__TASK TO COMPLETE__
Look through the material below. Copy each line that contains the string "println".

__DATA PROVIDED__
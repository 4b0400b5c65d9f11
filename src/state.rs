// SPDX-License-Identifier: MPL-2.0
//! Store state and the pure transition function.
//!
//! Every state change goes through [`transition`], which maps the current
//! state and an [`Action`] to a fresh state value. The function performs
//! no I/O and starts no timers; the removal-scheduling side effect of a
//! dismissal belongs to the dispatcher, keeping the reducer testable
//! without a runtime.

use crate::config::ToastCapacity;
use crate::toast::{Toast, ToastId, ToastPatch};

/// The store's observable state: the current toasts, newest first.
///
/// After any transition the sequence holds at most the configured
/// capacity; overflow drops the oldest (tail) entries.
#[derive(Debug, Clone, Default, PartialEq)]
pub struct StoreState {
    toasts: Vec<Toast>,
}

impl StoreState {
    /// Returns the current toasts, newest first.
    #[must_use]
    pub fn toasts(&self) -> &[Toast] {
        &self.toasts
    }

    /// Returns the toast with the given id, if present.
    #[must_use]
    pub fn get(&self, id: ToastId) -> Option<&Toast> {
        self.toasts.iter().find(|t| t.id() == id)
    }

    /// Returns the number of toasts.
    #[must_use]
    pub fn len(&self) -> usize {
        self.toasts.len()
    }

    /// Returns true if there are no toasts.
    #[must_use]
    pub fn is_empty(&self) -> bool {
        self.toasts.is_empty()
    }

    pub(crate) fn ids(&self) -> Vec<ToastId> {
        self.toasts.iter().map(Toast::id).collect()
    }
}

/// A state change request.
#[derive(Debug, Clone, PartialEq)]
pub enum Action {
    /// Prepend a toast, truncating to capacity.
    Add(Toast),
    /// Merge a patch over the toast with the given id; no-op if absent.
    Update {
        /// Target toast.
        id: ToastId,
        /// Fields to replace.
        patch: ToastPatch,
    },
    /// Mark the given toast (or every toast, if `None`) as closing.
    Dismiss(Option<ToastId>),
    /// Delete the given toast (or every toast, if `None`) from the state.
    Remove(Option<ToastId>),
}

/// Applies an action to a state, returning the new state.
///
/// Pure: the input state is never mutated. Unknown ids are no-ops for
/// `Update`, `Dismiss`, and `Remove`.
#[must_use]
pub fn transition(state: &StoreState, action: Action, capacity: ToastCapacity) -> StoreState {
    match action {
        Action::Add(toast) => {
            let mut toasts = Vec::with_capacity(state.toasts.len() + 1);
            toasts.push(toast);
            toasts.extend(state.toasts.iter().cloned());
            toasts.truncate(capacity.value());
            StoreState { toasts }
        }
        Action::Update { id, patch } => StoreState {
            toasts: state
                .toasts
                .iter()
                .map(|t| if t.id() == id { t.merged(&patch) } else { t.clone() })
                .collect(),
        },
        Action::Dismiss(target) => StoreState {
            toasts: state
                .toasts
                .iter()
                .map(|t| {
                    if target.is_none() || target == Some(t.id()) {
                        t.closed()
                    } else {
                        t.clone()
                    }
                })
                .collect(),
        },
        Action::Remove(Some(id)) => StoreState {
            toasts: state
                .toasts
                .iter()
                .filter(|t| t.id() != id)
                .cloned()
                .collect(),
        },
        Action::Remove(None) => StoreState::default(),
    }
}
// SPDX-License-Identifier: MPL-2.0
//! Centralized default values and per-store configuration.
//!
//! This module is the single source of truth for the store's tunable
//! constants. There is no runtime configuration file; a [`StoreConfig`]
//! is fixed at store construction time.

use std::time::Duration;

// ==========================================================================
// Capacity Defaults
// ==========================================================================

/// Default maximum number of toasts retained simultaneously.
pub const DEFAULT_TOAST_CAPACITY: usize = 1;

/// Minimum allowed toast capacity.
pub const MIN_TOAST_CAPACITY: usize = 1;

// ==========================================================================
// Removal Defaults
// ==========================================================================

/// Default delay before a dismissed toast is removed from the state (in ms).
///
/// Deliberately large: explicit dismissal followed by the visual layer's
/// close transition is the primary removal path, and the timer acts as a
/// backstop that eventually clears entries nothing else removed.
pub const DEFAULT_REMOVE_DELAY_MS: u64 = 1_000_000;

/// Maximum number of toasts retained at once.
///
/// This newtype enforces validity at the type level, ensuring the value
/// is always at least [`MIN_TOAST_CAPACITY`].
///
/// # Example
///
/// ```
/// use toast_store::ToastCapacity;
///
/// let capacity = ToastCapacity::new(3);
/// assert_eq!(capacity.value(), 3);
///
/// // Zero is clamped up to the minimum
/// assert_eq!(ToastCapacity::new(0).value(), 1);
/// ```
#[derive(Debug, Clone, Copy, PartialEq, Eq)]
pub struct ToastCapacity(usize);

impl ToastCapacity {
    /// Creates a new capacity value, clamping to the valid range.
    #[must_use]
    pub fn new(value: usize) -> Self {
        Self(value.max(MIN_TOAST_CAPACITY))
    }

    /// Returns the value as usize.
    #[must_use]
    pub fn value(self) -> usize {
        self.0
    }
}

impl Default for ToastCapacity {
    fn default() -> Self {
        Self(DEFAULT_TOAST_CAPACITY)
    }
}

/// Per-store configuration, fixed at construction time.
#[derive(Debug, Clone, Copy, PartialEq, Eq)]
pub struct StoreConfig {
    capacity: ToastCapacity,
    remove_delay: Duration,
}

impl StoreConfig {
    /// Creates a configuration with the default capacity and removal delay.
    #[must_use]
    pub fn new() -> Self {
        Self::default()
    }

    /// Sets the maximum number of toasts retained at once.
    #[must_use]
    pub fn with_capacity(mut self, capacity: ToastCapacity) -> Self {
        self.capacity = capacity;
        self
    }

    /// Sets the delay between dismissal and removal from the state.
    #[must_use]
    pub fn with_remove_delay(mut self, delay: Duration) -> Self {
        self.remove_delay = delay;
        self
    }

    /// Returns the configured capacity.
    #[must_use]
    pub fn capacity(&self) -> ToastCapacity {
        self.capacity
    }

    /// Returns the configured removal delay.
    #[must_use]
    pub fn remove_delay(&self) -> Duration {
        self.remove_delay
    }
}

impl Default for StoreConfig {
    fn default() -> Self {
        Self {
            capacity: ToastCapacity::default(),
            remove_delay: Duration::from_millis(DEFAULT_REMOVE_DELAY_MS),
        }
    }
}
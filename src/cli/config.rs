//! Configuration command handlers

use crate::cli::commands::{ConfigCommand, ConfigKey};
use crate::core::config::Settings;
use crate::error::{GistlyError, Result};

/// Handle configuration commands
pub fn handle_config(command: ConfigCommand) -> Result<()> {
    match command {
        ConfigCommand::Set { key, value } => handle_set(key, value),
        ConfigCommand::Get { key } => handle_get(key),
        ConfigCommand::Remove { key } => handle_remove(key),
    }
}

/// Handle setting a configuration value
fn handle_set(key: ConfigKey, value: String) -> Result<()> {
    let mut settings = Settings::load()?;
    match key {
        ConfigKey::GithubUsername => {
            if value.is_empty() {
                return Err(GistlyError::InvalidInput(
                    "Username cannot be empty.".to_string(),
                ));
            }
            settings.github_username = Some(value.clone());
            settings.save()?;
            println!("GitHub username set to: {}", value);
        }
        ConfigKey::OpenLinks => {
            let enabled = parse_flag(&value)?;
            settings.open_links = enabled;
            settings.save()?;
            println!("Open links after publishing: {}", flag_label(enabled));
        }
    }
    Ok(())
}

/// Handle getting a configuration value
fn handle_get(key: ConfigKey) -> Result<()> {
    let settings = Settings::load()?;
    match key {
        ConfigKey::GithubUsername => match settings.github_username {
            Some(username) => println!("GitHub username: {}", username),
            None => println!("GitHub username: Not set"),
        },
        ConfigKey::OpenLinks => {
            println!(
                "Open links after publishing: {}",
                flag_label(settings.open_links)
            );
        }
    }
    Ok(())
}

/// Handle removing a configuration value
fn handle_remove(key: ConfigKey) -> Result<()> {
    let mut settings = Settings::load()?;
    match key {
        ConfigKey::GithubUsername => {
            settings.github_username = None;
            settings.save()?;
            println!("GitHub username has been removed.");
        }
        ConfigKey::OpenLinks => {
            settings.open_links = false;
            settings.save()?;
            println!("Open links reset to default: {}", flag_label(false));
        }
    }
    Ok(())
}

fn parse_flag(value: &str) -> Result<bool> {
    match value.to_ascii_lowercase().as_str() {
        "true" | "yes" | "on" | "1" => Ok(true),
        "false" | "no" | "off" | "0" => Ok(false),
        _ => Err(GistlyError::InvalidInput(format!(
            "Invalid value '{}'. Use 'true' or 'false'.",
            value
        ))),
    }
}

fn flag_label(enabled: bool) -> &'static str {
    if enabled {
        "enabled"
    } else {
        "disabled"
    }
}
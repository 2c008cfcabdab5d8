//! GitHub API integration module
//!
//! This module provides all GitHub-related functionality:
//! - Authenticated API client construction
//! - Gist creation
//! - Error classification

pub mod client;
pub mod error_handler;
pub mod gist;

pub use client::GitHubClient;
pub use error_handler::classify_github_error;
pub use gist::{CreateGistParams, CreatedGist, GistHandler, GitHubRemote};
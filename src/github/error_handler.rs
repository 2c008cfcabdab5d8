//! GitHub API error detection and classification
//!
//! Parses octocrab errors to provide actionable user guidance instead of
//! leaking raw API responses to the terminal.

use crate::error::GistlyError;

/// Classifies an octocrab error into a more specific GistlyError if possible
///
/// This function examines the error message to detect specific error
/// conditions like rejected credentials (401) or rate limiting (403).
pub fn classify_github_error(err: octocrab::Error) -> GistlyError {
    // Get the error message using Debug format (Display only returns "GitHub")
    let error_message = format!("{:?}", err);

    // Check for rejected credentials (401)
    if is_bad_credentials_error(&error_message) {
        return GistlyError::AuthenticationFailed(
            "GitHub rejected the stored username/password.".to_string(),
        );
    }

    // Check for rate limiting
    if is_rate_limit_error(&error_message) {
        return GistlyError::GitHubApi(
            "API rate limit exceeded. Please wait a few minutes and try again.".to_string(),
        );
    }

    // Check for a rejected payload (422)
    if is_unprocessable_error(&error_message) {
        return GistlyError::GitHubApi(
            "GitHub rejected the gist contents. One of the files may be invalid.".to_string(),
        );
    }

    // Default: return as generic GitHub API error
    GistlyError::GitHubApi(error_message)
}

/// Check if error is a 401 with rejected credentials
fn is_bad_credentials_error(error_message: &str) -> bool {
    error_message.contains("Bad credentials")
        || error_message.contains("Requires authentication")
        || error_message.contains("401")
}

/// Check if error is a rate limit error
fn is_rate_limit_error(error_message: &str) -> bool {
    error_message.contains("rate limit")
        || (error_message.contains("403") && error_message.contains("limit exceeded"))
}

/// Check if error is a 422 validation failure
fn is_unprocessable_error(error_message: &str) -> bool {
    error_message.contains("422") || error_message.contains("Validation Failed")
}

__RESULT OF THE EXERCISE__
            println!("GitHub username set to: {}", value);
            println!("Open links after publishing: {}", flag_label(enabled));
            Some(username) => println!("GitHub username: {}", username),
            None => println!("GitHub username: Not set"),
            println!(
            println!("GitHub username has been removed.");
            println!("Open links reset to default: {}", flag_label(false));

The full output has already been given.